● REQUIRED WORK:
In the entries below, find the line with "pub fn parametric_node(&self)" and the line with "assert!(!node.has_wildcard_child());". Reproduce those two lines and every line between them exactly, and nothing more.

(Beginning of GIVEN DATA)

//! Immutable route tree nodes.

use std::collections::HashMap;
use std::fmt;
use std::sync::Arc;

use crate::error::RouteError;
use crate::segment::ParametricSegment;

/// Label given to tree roots.
pub const ROOT_LABEL: &str = "::ROOT::";
/// Label given to wildcard subtrees.
pub const WILDCARD_LABEL: &str = "::WILDCARD::";
/// Label given to the leaf of a single route.
pub const BOTTOM_LABEL: &str = "::BOTTOM::";

/// Label given to the subtree behind a parametric segment.
pub fn param_label(param_name: &str) -> String {
    format!("::PARAM:{param_name}::")
}

// =============================================================================
// Parametric Child
// =============================================================================

/// A parametric segment paired with the subtree it leads to.
pub struct ParametricChild<H> {
    segment: Arc<dyn ParametricSegment>,
    node: Arc<RouteTreeNode<H>>,
}

impl<H> ParametricChild<H> {
    pub fn new(segment: Arc<dyn ParametricSegment>, node: RouteTreeNode<H>) -> Self {
        Self {
            segment,
            node: Arc::new(node),
        }
    }

    /// Pair up optional parts. Both or neither must be present.
    pub fn from_parts(
        segment: Option<Arc<dyn ParametricSegment>>,
        node: Option<Arc<RouteTreeNode<H>>>,
    ) -> Result<Option<Self>, RouteError> {
        match (segment, node) {
            (Some(segment), Some(node)) => Ok(Some(Self { segment, node })),
            (None, None) => Ok(None),
            _ => Err(RouteError::IncompleteParametricChild),
        }
    }

    pub fn segment(&self) -> &dyn ParametricSegment {
        self.segment.as_ref()
    }

    pub fn node(&self) -> &RouteTreeNode<H> {
        &self.node
    }

    pub(crate) fn shared_segment(&self) -> &Arc<dyn ParametricSegment> {
        &self.segment
    }

    pub(crate) fn shared_node(&self) -> &Arc<RouteTreeNode<H>> {
        &self.node
    }
}

impl<H> Clone for ParametricChild<H> {
    fn clone(&self) -> Self {
        Self {
            segment: Arc::clone(&self.segment),
            node: Arc::clone(&self.node),
        }
    }
}

impl<H> fmt::Debug for ParametricChild<H> {
    fn fmt(&self, f: &mut fmt::Formatter<'_>) -> fmt::Result {
        f.debug_struct("ParametricChild")
            .field("segment", &self.segment)
            .field("node", &self.node)
            .finish()
    }
}

// =============================================================================
// Route Tree Node
// =============================================================================

/// One position in a compiled route tree. Immutable.
///
/// A node without a handler is a pass-through: `/foo/bar/baz` can be routed
/// without `/foo/bar` being routable. Build nodes with
/// [`RouteTreeNodeBuilder`](super::RouteTreeNodeBuilder) or merge existing
/// trees.
pub struct RouteTreeNode<H> {
    label: String,
    handler: Option<Arc<H>>,
    literal_children: HashMap<String, Arc<RouteTreeNode<H>>>,
    parametric_child: Option<ParametricChild<H>>,
    wildcard_child: Option<Arc<RouteTreeNode<H>>>,
}

impl<H> RouteTreeNode<H> {
    pub(crate) fn from_parts(
        label: String,
        handler: Option<Arc<H>>,
        literal_children: HashMap<String, Arc<RouteTreeNode<H>>>,
        parametric_child: Option<ParametricChild<H>>,
        wildcard_child: Option<Arc<RouteTreeNode<H>>>,
    ) -> Self {
        Self {
            label,
            handler,
            literal_children,
            parametric_child,
            wildcard_child,
        }
    }

    /// A root without handler or children.
    pub fn empty() -> Self {
        Self::from_parts(ROOT_LABEL.to_string(), None, HashMap::new(), None, None)
    }

    pub fn label(&self) -> &str {
        &self.label
    }

    pub fn has_handler(&self) -> bool {
        self.handler.is_some()
    }

    pub fn handler(&self) -> Option<&H> {
        self.handler.as_deref()
    }

    pub(crate) fn shared_handler(&self) -> Option<&Arc<H>> {
        self.handler.as_ref()
    }

    /// Literal children take precedence over parametric and wildcard children
    /// for the same segment text.
    pub fn contains_literal_child(&self, segment: &str) -> bool {
        self.literal_children.contains_key(segment)
    }

    pub fn literal_child(&self, segment: &str) -> Option<&RouteTreeNode<H>> {
        self.literal_children.get(segment).map(Arc::as_ref)
    }

    /// Literal children ordered by key.
    pub fn literal_children(&self) -> Vec<(&str, &RouteTreeNode<H>)> {
        let mut children: Vec<_> = self
            .literal_children
            .iter()
            .map(|(key, node)| (key.as_str(), node.as_ref()))
            .collect();
        children.sort_by(|a, b| a.0.cmp(b.0));
        children
    }

    pub fn literal_child_count(&self) -> usize {
        self.literal_children.len()
    }

    pub(crate) fn shared_literal_children(&self) -> &HashMap<String, Arc<RouteTreeNode<H>>> {
        &self.literal_children
    }

    pub fn has_parametric_child(&self) -> bool {
        self.parametric_child.is_some()
    }

    pub fn parametric_child(&self) -> Option<&ParametricChild<H>> {
        self.parametric_child.as_ref()
    }

    pub fn parametric_segment(&self) -> Option<&dyn ParametricSegment> {
        self.parametric_child.as_ref().map(ParametricChild::segment)
    }

    pub fn parametric_node(&self) -> Option<&RouteTreeNode<H>> {
        self.parametric_child.as_ref().map(ParametricChild::node)
    }

    /// Everything past this node's position is handed to the wildcard child.
    pub fn has_wildcard_child(&self) -> bool {
        self.wildcard_child.is_some()
    }

    pub fn wildcard_child(&self) -> Option<&RouteTreeNode<H>> {
        self.wildcard_child.as_deref()
    }

    pub(crate) fn shared_wildcard_child(&self) -> Option<&Arc<RouteTreeNode<H>>> {
        self.wildcard_child.as_ref()
    }

    /// True if the node has no handler and no children.
    pub fn is_empty(&self) -> bool {
        self.handler.is_none()
            && self.literal_children.is_empty()
            && self.parametric_child.is_none()
            && self.wildcard_child.is_none()
    }
}

impl<H> Default for RouteTreeNode<H> {
    fn default() -> Self {
        Self::empty()
    }
}

impl<H> fmt::Debug for RouteTreeNode<H> {
    fn fmt(&self, f: &mut fmt::Formatter<'_>) -> fmt::Result {
        let mut keys: Vec<&String> = self.literal_children.keys().collect();
        keys.sort();
        f.debug_struct("RouteTreeNode")
            .field("label", &self.label)
            .field("has_handler", &self.handler.is_some())
            .field("literal_children", &keys)
            .field("parametric_child", &self.parametric_child.as_ref().map(|c| c.segment.param_name()))
            .field("wildcard_child", &self.wildcard_child.is_some())
            .finish()
    }
}

#[cfg(test)]
mod tests {
    use super::*;
    use crate::segment::{NumberSegment, StringSegment};

    #[test]
    fn test_empty_node() {
        let node: RouteTreeNode<()> = RouteTreeNode::empty();
        assert_eq!(node.label(), ROOT_LABEL);
        assert!(node.is_empty());
        assert!(!node.has_handler());
        assert!(!node.has_parametric_child());
        assert!(!node.has_wildcard_child());
        assert!(node.literal_children().is_empty());
    }

    #[test]
    fn test_parametric_child_from_parts() {
        let segment: Arc<dyn ParametricSegment> = Arc::new(StringSegment::new("id"));
        let node: Arc<RouteTreeNode<()>> = Arc::new(RouteTreeNode::empty());

        let both = ParametricChild::from_parts(Some(Arc::clone(&segment)), Some(Arc::clone(&node)))
            .expect("both parts should pair");
        assert_eq!(both.map(|c| c.segment().param_name().to_string()), Some("id".to_string()));

        let neither = ParametricChild::<()>::from_parts(None, None).expect("no parts should be fine");
        assert!(neither.is_none());

        assert_eq!(
            ParametricChild::from_parts(Some(segment), None::<Arc<RouteTreeNode<()>>>).unwrap_err(),
            RouteError::IncompleteParametricChild
        );
        assert_eq!(
            ParametricChild::from_parts(None, Some(node)).unwrap_err(),
            RouteError::IncompleteParametricChild
        );
    }

    #[test]
    fn test_accessors_on_populated_node() {
        let mut literals = HashMap::new();
        literals.insert("b".to_string(), Arc::new(RouteTreeNode::empty()));
        literals.insert("a".to_string(), Arc::new(RouteTreeNode::empty()));
        let param = ParametricChild::new(Arc::new(NumberSegment::new("id")), RouteTreeNode::<u32>::empty());
        let node = RouteTreeNode::from_parts(
            "n".to_string(),
            Some(Arc::new(5u32)),
            literals,
            Some(param),
            Some(Arc::new(RouteTreeNode::empty())),
        );

        assert_eq!(node.handler(), Some(&5));
        assert!(node.contains_literal_child("a"));
        assert!(!node.contains_literal_child("c"));
        let keys: Vec<&str> = node.literal_children().into_iter().map(|(k, _)| k).collect();
        assert_eq!(keys, ["a", "b"]);
        assert_eq!(node.parametric_segment().map(|s| s.param_name()), Some("id"));
        assert!(node.parametric_node().is_some());
        assert!(node.wildcard_child().is_some());
        assert!(!node.is_empty());
    }
}
use pt_core::{match_route, MergeHandler, RouteHandler, RouteMatch, RouteTreeNode, SegmentedPath};

/// Handler that reports its name and records merge order as `left+right`.
#[derive(Debug, Clone, PartialEq, Eq)]
pub struct Named(pub String);

impl Named {
    pub fn new(name: &str) -> Self {
        Named(name.to_string())
    }
}

impl MergeHandler for Named {
    fn merge(&self, other: &Self) -> Self {
        Named(format!("{}+{}", self.0, other.0))
    }
}

/// What a [`Named`] handler saw when it was called.
#[derive(Debug, Clone, PartialEq, Eq)]
pub struct Hit {
    pub name: String,
    pub integers: Vec<(String, i64)>,
    pub strings: Vec<(String, String)>,
    pub wildcard: Vec<String>,
}

impl Hit {
    pub fn integer(&self, name: &str) -> Option<i64> {
        self.integers.iter().find(|(k, _)| k == name).map(|(_, v)| *v)
    }

    pub fn string(&self, name: &str) -> Option<&str> {
        self.strings.iter().find(|(k, _)| k == name).map(|(_, v)| v.as_str())
    }
}

impl RouteHandler<SegmentedPath> for Named {
    type Output = Hit;

    fn call(&self, route_match: &RouteMatch<'_, SegmentedPath>) -> Hit {
        let mut integers: Vec<_> = route_match
            .result()
            .integers()
            .iter()
            .map(|(k, v)| (k.clone(), *v))
            .collect();
        integers.sort();
        let mut strings: Vec<_> = route_match
            .result()
            .strings()
            .iter()
            .map(|(k, v)| (k.clone(), v.clone()))
            .collect();
        strings.sort();

        Hit {
            name: self.0.clone(),
            integers,
            strings,
            wildcard: route_match.wildcard().to_vec(),
        }
    }
}

pub fn run(tree: &RouteTreeNode<Named>, path: &str) -> Option<Hit> {
    match_route(tree, &SegmentedPath::parse(path))
}

pub fn hit_name(tree: &RouteTreeNode<Named>, path: &str) -> Option<String> {
    run(tree, path).map(|hit| hit.name)
}
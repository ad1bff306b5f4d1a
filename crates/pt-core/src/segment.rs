//! Parametric segment parsers.
//!
//! A parametric segment names a path position and decides whether a raw
//! segment is an acceptable value for it. Rejection is an ordinary non-match.

use std::fmt;

// =============================================================================
// Segment Values
// =============================================================================

/// Typed value produced by a parametric segment.
#[derive(Debug, Clone, PartialEq, Eq, Hash)]
pub enum SegmentValue {
    Integer(i64),
    String(String),
}

// =============================================================================
// Parametric Segment Trait
// =============================================================================

/// Parser for one named path parameter.
///
/// Implement this for custom parameter types. Descriptors are shared between
/// trees as `Arc<dyn ParametricSegment>`, so implementations must be
/// thread-safe and should hold no mutable state.
pub trait ParametricSegment: fmt::Debug + Send + Sync {
    /// Name under which the parsed value is stored.
    fn param_name(&self) -> &str;

    /// Parse a raw segment, or `None` if it is not a valid value.
    fn parse(&self, raw: &str) -> Option<SegmentValue>;
}

// =============================================================================
// Built-in Segments
// =============================================================================

/// Accepts any segment as a string.
#[derive(Debug, Clone, PartialEq, Eq)]
pub struct StringSegment {
    name: String,
}

impl StringSegment {
    pub fn new(name: impl Into<String>) -> Self {
        Self { name: name.into() }
    }
}

impl ParametricSegment for StringSegment {
    fn param_name(&self) -> &str {
        &self.name
    }

    fn parse(&self, raw: &str) -> Option<SegmentValue> {
        Some(SegmentValue::String(raw.to_string()))
    }
}

/// Accepts base-10 integer literals (optional sign, digits only).
#[derive(Debug, Clone, PartialEq, Eq)]
pub struct NumberSegment {
    name: String,
}

impl NumberSegment {
    pub fn new(name: impl Into<String>) -> Self {
        Self { name: name.into() }
    }
}

impl ParametricSegment for NumberSegment {
    fn param_name(&self) -> &str {
        &self.name
    }

    fn parse(&self, raw: &str) -> Option<SegmentValue> {
        raw.parse::<i64>().ok().map(SegmentValue::Integer)
    }
}

#[cfg(test)]
mod tests {
    use super::*;

    #[test]
    fn test_string_segment_accepts_anything() {
        let seg = StringSegment::new("slug");
        assert_eq!(seg.param_name(), "slug");
        assert_eq!(seg.parse("hello"), Some(SegmentValue::String("hello".to_string())));
        assert_eq!(seg.parse("12a"), Some(SegmentValue::String("12a".to_string())));
    }

    #[test]
    fn test_number_segment_parses_integers() {
        let seg = NumberSegment::new("id");
        assert_eq!(seg.parse("123"), Some(SegmentValue::Integer(123)));
        assert_eq!(seg.parse("-7"), Some(SegmentValue::Integer(-7)));
        assert_eq!(seg.parse("+7"), Some(SegmentValue::Integer(7)));
    }

    #[test]
    fn test_number_segment_rejects_non_integers() {
        let seg = NumberSegment::new("id");
        assert_eq!(seg.parse("12a"), None);
        assert_eq!(seg.parse("1.5"), None);
        assert_eq!(seg.parse(""), None);
        assert_eq!(seg.parse("99999999999999999999"), None);
    }
}
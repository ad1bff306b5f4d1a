//! PathTree Core Library
//!
//! This crate provides the immutable route tree and the matching engine for
//! PathTree.
//!
//! # Architecture
//!
//! Routes are staged in mutable builders and frozen into a tree of
//! [`RouteTreeNode`]s. A frozen tree is never mutated again: merging two trees
//! produces a new root and shares every subtree that only one side contributes.
//! The matcher walks the tree one segment at a time with a fixed priority
//! (literal, then parametric, then wildcard) and never backtracks.
//!
//! # Modules
//!
//! - `error`: Build-time fault type
//! - `segment`: Parametric segment parsers (string, number, user-defined)
//! - `result`: Per-attempt match accumulator and the context handed to handlers
//! - `handler`: Handler and request capabilities
//! - `tree`: Route tree nodes, the staging node builder and the merge algorithm
//! - `matcher`: Traversal state machine
//! - `path`: Splitting raw paths into segments

pub mod error;
pub mod handler;
pub mod matcher;
pub mod path;
pub mod result;
pub mod segment;
pub mod tree;

// Re-export commonly used types
pub use error::RouteError;
pub use handler::{MergeHandler, PathSegments, RouteHandler};
pub use matcher::{match_route, Matcher};
pub use path::{path_segments, SegmentedPath};
pub use result::{MatchResult, RouteMatch};
pub use segment::{NumberSegment, ParametricSegment, SegmentValue, StringSegment};
pub use tree::{ParametricChild, RouteTreeNode, RouteTreeNodeBuilder};
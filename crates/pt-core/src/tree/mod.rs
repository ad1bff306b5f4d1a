//! Route Tree
//!
//! Immutable route nodes, the staging builder that creates them, and the
//! merge algorithm that combines two trees into a new one.

mod merge;
mod node;
mod staging;

pub use node::*;
pub use staging::*;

(End of GIVEN DATA)

● OUTPUT OF THE TASK:
    pub fn parametric_node(&self) -> Option<&RouteTreeNode<H>> {
        self.parametric_child.as_ref().map(ParametricChild::node)
    }

    /// Everything past this node's position is handed to the wildcard child.
    pub fn has_wildcard_child(&self) -> bool {
        self.wildcard_child.is_some()
    }

    pub fn wildcard_child(&self) -> Option<&RouteTreeNode<H>> {
        self.wildcard_child.as_deref()
    }

    pub(crate) fn shared_wildcard_child(&self) -> Option<&Arc<RouteTreeNode<H>>> {
        self.wildcard_child.as_ref()
    }

    /// True if the node has no handler and no children.
    pub fn is_empty(&self) -> bool {
        self.handler.is_none()
            && self.literal_children.is_empty()
            && self.parametric_child.is_none()
            && self.wildcard_child.is_none()
    }
}

impl<H> Default for RouteTreeNode<H> {
    fn default() -> Self {
        Self::empty()
    }
}

impl<H> fmt::Debug for RouteTreeNode<H> {
    fn fmt(&self, f: &mut fmt::Formatter<'_>) -> fmt::Result {
        let mut keys: Vec<&String> = self.literal_children.keys().collect();
        keys.sort();
        f.debug_struct("RouteTreeNode")
            .field("label", &self.label)
            .field("has_handler", &self.handler.is_some())
            .field("literal_children", &keys)
            .field("parametric_child", &self.parametric_child.as_ref().map(|c| c.segment.param_name()))
            .field("wildcard_child", &self.wildcard_child.is_some())
            .finish()
    }
}

#[cfg(test)]
mod tests {
    use super::*;
    use crate::segment::{NumberSegment, StringSegment};

    #[test]
    fn test_empty_node() {
        let node: RouteTreeNode<()> = RouteTreeNode::empty();
        assert_eq!(node.label(), ROOT_LABEL);
        assert!(node.is_empty());
        assert!(!node.has_handler());
        assert!(!node.has_parametric_child());
        assert!(!node.has_wildcard_child());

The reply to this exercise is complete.